Stored data:
---------------
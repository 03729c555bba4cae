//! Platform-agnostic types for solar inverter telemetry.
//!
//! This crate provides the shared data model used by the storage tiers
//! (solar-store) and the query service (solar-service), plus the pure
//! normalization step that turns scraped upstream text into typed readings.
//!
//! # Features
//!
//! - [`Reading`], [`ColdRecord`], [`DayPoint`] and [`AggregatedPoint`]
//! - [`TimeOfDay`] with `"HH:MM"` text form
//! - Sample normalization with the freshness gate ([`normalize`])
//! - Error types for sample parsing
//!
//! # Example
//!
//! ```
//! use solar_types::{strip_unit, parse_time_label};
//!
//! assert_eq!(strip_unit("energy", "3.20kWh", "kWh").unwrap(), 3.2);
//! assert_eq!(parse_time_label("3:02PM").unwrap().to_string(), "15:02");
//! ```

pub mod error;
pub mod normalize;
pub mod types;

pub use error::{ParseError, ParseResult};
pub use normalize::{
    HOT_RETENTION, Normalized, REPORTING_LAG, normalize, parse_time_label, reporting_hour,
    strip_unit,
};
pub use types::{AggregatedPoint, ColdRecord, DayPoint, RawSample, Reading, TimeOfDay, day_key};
---------------
Wherever the string "normalize" appears in the records above, copy the line it sits in.

## Solution to this task
//! - Sample normalization with the freshness gate ([`normalize`])
pub mod normalize;
pub use normalize::{
    HOT_RETENTION, Normalized, REPORTING_LAG, normalize, parse_time_label, reporting_hour,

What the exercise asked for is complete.